Brief: Scan the entries for "actually". Every line that holds it is to be copied.
┌────────
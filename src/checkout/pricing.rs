// Checkout pricing pipeline
//
// Pure functions over immutable inputs: discount resolution (welcome and
// birthday, stacked additively over a subtotal that already carries any
// daily-offer discounts), the dine-in service charge, and redemption capping.
// All I/O stays in the cart pricer and the order service.

use rust_decimal::Decimal;

use crate::checkout::error::CheckoutError;
use crate::checkout::models::{CheckoutQuote, PricedLine};
use crate::loyalty::points_for_total;
use crate::offers::models::DiscountType;
use crate::orders::models::OrderType;

/// Service charge rate applied to dine-in orders
const SERVICE_CHARGE_RATE: (i64, u32) = (10, 2); // 0.10

/// Welcome discount percentages keyed by order count
const WELCOME_DISCOUNT_TABLE: [(i32, i64); 3] = [(0, 10), (1, 5), (2, 15)];

/// The profile fields the discount resolver reads
#[derive(Debug, Clone, Default)]
pub struct ProfileSnapshot {
    pub order_count: i32,
    pub email_verified: bool,
    pub birthday_discount_value: Option<Decimal>,
    pub birthday_discount_type: Option<DiscountType>,
}

/// The three discount amounts and the resulting subtotal
#[derive(Debug, Clone, PartialEq)]
pub struct DiscountBreakdown {
    pub welcome_discount: Decimal,
    pub birthday_discount: Decimal,
    pub discounted_subtotal: Decimal,
}

/// Welcome discount percent for an order count, if still eligible.
///
/// The table covers order counts 0 through 2; from the third order on the
/// welcome offer is permanently unavailable.
pub fn welcome_discount_percent(order_count: i32) -> Option<Decimal> {
    WELCOME_DISCOUNT_TABLE
        .iter()
        .find(|(count, _)| *count == order_count)
        .map(|(_, percent)| Decimal::from(*percent))
}

/// Welcome discount amount for a subtotal.
/// Requires a verified email and fewer than three prior welcome consumptions.
pub fn welcome_discount(subtotal: Decimal, profile: &ProfileSnapshot) -> Decimal {
    if !profile.email_verified || subtotal <= Decimal::ZERO {
        return Decimal::ZERO;
    }

    match welcome_discount_percent(profile.order_count) {
        Some(percent) => subtotal * percent / Decimal::from(100),
        None => Decimal::ZERO,
    }
}

/// Birthday discount amount for a subtotal.
/// One-shot and admin-granted; percentage values scale the subtotal, fixed
/// values apply as-is.
pub fn birthday_discount(subtotal: Decimal, profile: &ProfileSnapshot) -> Decimal {
    if subtotal <= Decimal::ZERO {
        return Decimal::ZERO;
    }

    match (profile.birthday_discount_value, profile.birthday_discount_type) {
        (Some(value), Some(DiscountType::Percentage)) => {
            subtotal * value / Decimal::from(100)
        }
        (Some(value), Some(DiscountType::Fixed)) => value,
        _ => Decimal::ZERO,
    }
}

/// Resolve the discounts over a subtotal.
///
/// Daily-offer discounts are already embedded in the line totals that formed
/// the subtotal and never stack again here. Birthday and welcome amounts
/// stack additively and the result never goes negative.
pub fn resolve_discounts(subtotal: Decimal, profile: &ProfileSnapshot) -> DiscountBreakdown {
    let welcome = welcome_discount(subtotal, profile);
    let birthday = birthday_discount(subtotal, profile);

    let discounted_subtotal = (subtotal - birthday - welcome).max(Decimal::ZERO);

    DiscountBreakdown {
        welcome_discount: welcome,
        birthday_discount: birthday,
        discounted_subtotal,
    }
}

/// Service charge: a flat 10% surcharge on dine-in orders, nothing otherwise
pub fn service_charge(discounted_subtotal: Decimal, order_type: OrderType) -> Decimal {
    match order_type {
        OrderType::DineIn => {
            discounted_subtotal * Decimal::new(SERVICE_CHARGE_RATE.0, SERVICE_CHARGE_RATE.1)
        }
        OrderType::Takeaway => Decimal::ZERO,
    }
}

/// Validate a points redemption against the balance and the payable total.
/// 1 point knocks 1 currency unit off the charge.
pub fn validate_redemption(
    requested: i32,
    balance: i32,
    cart_total: Decimal,
) -> Result<i32, CheckoutError> {
    if requested < 0 {
        return Err(CheckoutError::InvalidRedemption(
            "points to redeem must not be negative".to_string(),
        ));
    }
    if requested > balance {
        return Err(CheckoutError::InvalidRedemption(format!(
            "cannot redeem {} points with a balance of {}",
            requested, balance
        )));
    }
    if Decimal::from(requested) > cart_total {
        return Err(CheckoutError::InvalidRedemption(format!(
            "cannot redeem {} points against a total of {}",
            requested, cart_total
        )));
    }

    Ok(requested)
}

/// Assemble the full checkout quote from priced lines and the profile
/// snapshot. Points to earn are computed from the amount actually paid.
pub fn build_quote(
    lines: Vec<PricedLine>,
    profile: &ProfileSnapshot,
    order_type: OrderType,
    points_to_redeem: i32,
    points_balance: i32,
) -> Result<CheckoutQuote, CheckoutError> {
    let subtotal: Decimal = lines.iter().map(|line| line.line_total).sum();

    let discounts = resolve_discounts(subtotal, profile);
    let charge = service_charge(discounts.discounted_subtotal, order_type);
    let cart_total = discounts.discounted_subtotal + charge;

    let points_redeemed = validate_redemption(points_to_redeem, points_balance, cart_total)?;
    let amount_due = cart_total - Decimal::from(points_redeemed);

    let points_to_earn = points_for_total(amount_due);

    Ok(CheckoutQuote {
        welcome_consumed: discounts.welcome_discount > Decimal::ZERO,
        birthday_consumed: discounts.birthday_discount > Decimal::ZERO,
        discount_applied: subtotal - discounts.discounted_subtotal,
        subtotal,
        welcome_discount: discounts.welcome_discount,
        birthday_discount: discounts.birthday_discount,
        discounted_subtotal: discounts.discounted_subtotal,
        service_charge: charge,
        cart_total,
        points_redeemed,
        amount_due,
        points_to_earn,
        lines,
    })
}

#[cfg(test)]
mod tests {
    use super::*;
    use rust_decimal_macros::dec;

    fn verified_profile(order_count: i32) -> ProfileSnapshot {
        ProfileSnapshot {
            order_count,
            email_verified: true,
            ..Default::default()
        }
    }

    fn line(total: Decimal) -> PricedLine {
        PricedLine {
            menu_item_id: 1,
            name: "Flat White".to_string(),
            base_price: total,
            addons: vec![],
            quantity: 1,
            unit_price: total,
            line_total: total,
            applied_offer: None,
        }
    }

    #[test]
    fn test_welcome_table() {
        assert_eq!(welcome_discount_percent(0), Some(dec!(10)));
        assert_eq!(welcome_discount_percent(1), Some(dec!(5)));
        assert_eq!(welcome_discount_percent(2), Some(dec!(15)));
        assert_eq!(welcome_discount_percent(3), None);
        assert_eq!(welcome_discount_percent(7), None);
    }

    #[test]
    fn test_welcome_requires_verified_email() {
        let mut profile = verified_profile(0);
        profile.email_verified = false;

        assert_eq!(welcome_discount(dec!(1000), &profile), Decimal::ZERO);
    }

    #[test]
    fn test_first_order_welcome_scenario() {
        // subtotal 1000, order_count 0, verified, takeaway
        let quote = build_quote(
            vec![line(dec!(1000))],
            &verified_profile(0),
            OrderType::Takeaway,
            0,
            0,
        )
        .unwrap();

        assert_eq!(quote.welcome_discount, dec!(100.0));
        assert_eq!(quote.service_charge, Decimal::ZERO);
        assert_eq!(quote.cart_total, dec!(900.0));
    }

    #[test]
    fn test_dine_in_service_charge_scenario() {
        // subtotal 2000, dine-in, no discounts
        let quote = build_quote(
            vec![line(dec!(2000))],
            &ProfileSnapshot::default(),
            OrderType::DineIn,
            0,
            0,
        )
        .unwrap();

        assert_eq!(quote.service_charge, dec!(200.00));
        assert_eq!(quote.cart_total, dec!(2200.00));
    }

    #[test]
    fn test_birthday_fixed_discount() {
        let profile = ProfileSnapshot {
            birthday_discount_value: Some(dec!(300)),
            birthday_discount_type: Some(DiscountType::Fixed),
            ..Default::default()
        };

        let breakdown = resolve_discounts(dec!(1000), &profile);

        assert_eq!(breakdown.birthday_discount, dec!(300));
        assert_eq!(breakdown.discounted_subtotal, dec!(700));
    }

    #[test]
    fn test_birthday_percentage_discount() {
        let profile = ProfileSnapshot {
            birthday_discount_value: Some(dec!(25)),
            birthday_discount_type: Some(DiscountType::Percentage),
            ..Default::default()
        };

        let breakdown = resolve_discounts(dec!(1000), &profile);

        assert_eq!(breakdown.birthday_discount, dec!(250));
        assert_eq!(breakdown.discounted_subtotal, dec!(750));
    }

    #[test]
    fn test_discounts_stack_additively() {
        let profile = ProfileSnapshot {
            order_count: 0,
            email_verified: true,
            birthday_discount_value: Some(dec!(200)),
            birthday_discount_type: Some(DiscountType::Fixed),
        };

        let breakdown = resolve_discounts(dec!(1000), &profile);

        // 1000 - 200 (birthday) - 100 (welcome 10%)
        assert_eq!(breakdown.discounted_subtotal, dec!(700.0));
    }

    #[test]
    fn test_discounted_subtotal_never_negative() {
        let profile = ProfileSnapshot {
            birthday_discount_value: Some(dec!(5000)),
            birthday_discount_type: Some(DiscountType::Fixed),
            ..Default::default()
        };

        let breakdown = resolve_discounts(dec!(400), &profile);

        assert_eq!(breakdown.discounted_subtotal, Decimal::ZERO);
    }

    #[test]
    fn test_zero_subtotal_floors_all_discounts() {
        let profile = ProfileSnapshot {
            order_count: 0,
            email_verified: true,
            birthday_discount_value: Some(dec!(500)),
            birthday_discount_type: Some(DiscountType::Fixed),
        };

        let breakdown = resolve_discounts(Decimal::ZERO, &profile);

        assert_eq!(breakdown.welcome_discount, Decimal::ZERO);
        assert_eq!(breakdown.birthday_discount, Decimal::ZERO);
        assert_eq!(breakdown.discounted_subtotal, Decimal::ZERO);
    }

    #[test]
    fn test_redemption_caps() {
        assert_eq!(validate_redemption(0, 100, dec!(500)).unwrap(), 0);
        assert_eq!(validate_redemption(100, 100, dec!(500)).unwrap(), 100);
        assert!(validate_redemption(101, 100, dec!(500)).is_err());
        assert!(validate_redemption(600, 1000, dec!(500)).is_err());
        assert!(validate_redemption(-1, 100, dec!(500)).is_err());
    }

    #[test]
    fn test_redemption_reduces_amount_due_and_points() {
        let quote = build_quote(
            vec![line(dec!(1500))],
            &ProfileSnapshot::default(),
            OrderType::Takeaway,
            500,
            800,
        )
        .unwrap();

        assert_eq!(quote.cart_total, dec!(1500));
        assert_eq!(quote.points_redeemed, 500);
        assert_eq!(quote.amount_due, dec!(1000));
        // Points earn on what was actually paid: floor(1000 / 200)
        assert_eq!(quote.points_to_earn, 5);
    }

    #[test]
    fn test_quote_consumption_flags() {
        let quote = build_quote(
            vec![line(dec!(1000))],
            &verified_profile(2),
            OrderType::Takeaway,
            0,
            0,
        )
        .unwrap();
        assert!(quote.welcome_consumed);
        assert!(!quote.birthday_consumed);

        let quote = build_quote(
            vec![line(dec!(1000))],
            &verified_profile(3),
            OrderType::Takeaway,
            0,
            0,
        )
        .unwrap();
        assert!(!quote.welcome_consumed);
    }

    #[test]
    fn test_discount_applied_is_effective_amount() {
        let profile = ProfileSnapshot {
            birthday_discount_value: Some(dec!(5000)),
            birthday_discount_type: Some(DiscountType::Fixed),
            ..Default::default()
        };

        let quote = build_quote(
            vec![line(dec!(400))],
            &profile,
            OrderType::Takeaway,
            0,
            0,
        )
        .unwrap();

        // The raw discount exceeds the subtotal; only 400 was actually taken off
        assert_eq!(quote.discount_applied, dec!(400));
        assert_eq!(quote.cart_total, Decimal::ZERO);
    }
}

#[cfg(test)]
mod property_tests {
    use super::*;
    use proptest::prelude::*;
    use rust_decimal::Decimal;

    /// discounted_subtotal == max(0, subtotal - birthday - welcome)
    #[test]
    fn prop_discount_combination_rule() {
        proptest!(|(
            subtotal_units in 0i64..100_000,
            birthday_units in 0i64..50_000,
        )| {
            let subtotal = Decimal::from(subtotal_units);
            let profile = ProfileSnapshot {
                order_count: 0,
                email_verified: true,
                birthday_discount_value: Some(Decimal::from(birthday_units)),
                birthday_discount_type: Some(DiscountType::Fixed),
            };

            let breakdown = resolve_discounts(subtotal, &profile);
            let expected = (subtotal - breakdown.birthday_discount - breakdown.welcome_discount)
                .max(Decimal::ZERO);

            prop_assert_eq!(breakdown.discounted_subtotal, expected);
            prop_assert!(breakdown.discounted_subtotal >= Decimal::ZERO);
        });
    }

    /// Service charge is zero unless dine-in, where it is exactly 10%
    #[test]
    fn prop_service_charge_rule() {
        proptest!(|(units in 0i64..1_000_000, dine_in in any::<bool>())| {
            let discounted = Decimal::from(units);
            let order_type = if dine_in { OrderType::DineIn } else { OrderType::Takeaway };

            let charge = service_charge(discounted, order_type);

            if dine_in {
                prop_assert_eq!(charge, discounted * Decimal::new(10, 2));
            } else {
                prop_assert_eq!(charge, Decimal::ZERO);
            }
        });
    }

    /// Welcome eligibility is exactly {order_count in [0,2]} AND email_verified
    #[test]
    fn prop_welcome_eligibility() {
        proptest!(|(order_count in 0i32..20, verified in any::<bool>())| {
            let profile = ProfileSnapshot {
                order_count,
                email_verified: verified,
                ..Default::default()
            };

            let amount = welcome_discount(Decimal::from(1000), &profile);
            let eligible = (0..=2).contains(&order_count) && verified;

            prop_assert_eq!(amount > Decimal::ZERO, eligible);
        });
    }
}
└────────
Answer section:
/// snapshot. Points to earn are computed from the amount actually paid.
        // Points earn on what was actually paid: floor(1000 / 200)
        // The raw discount exceeds the subtotal; only 400 was actually taken off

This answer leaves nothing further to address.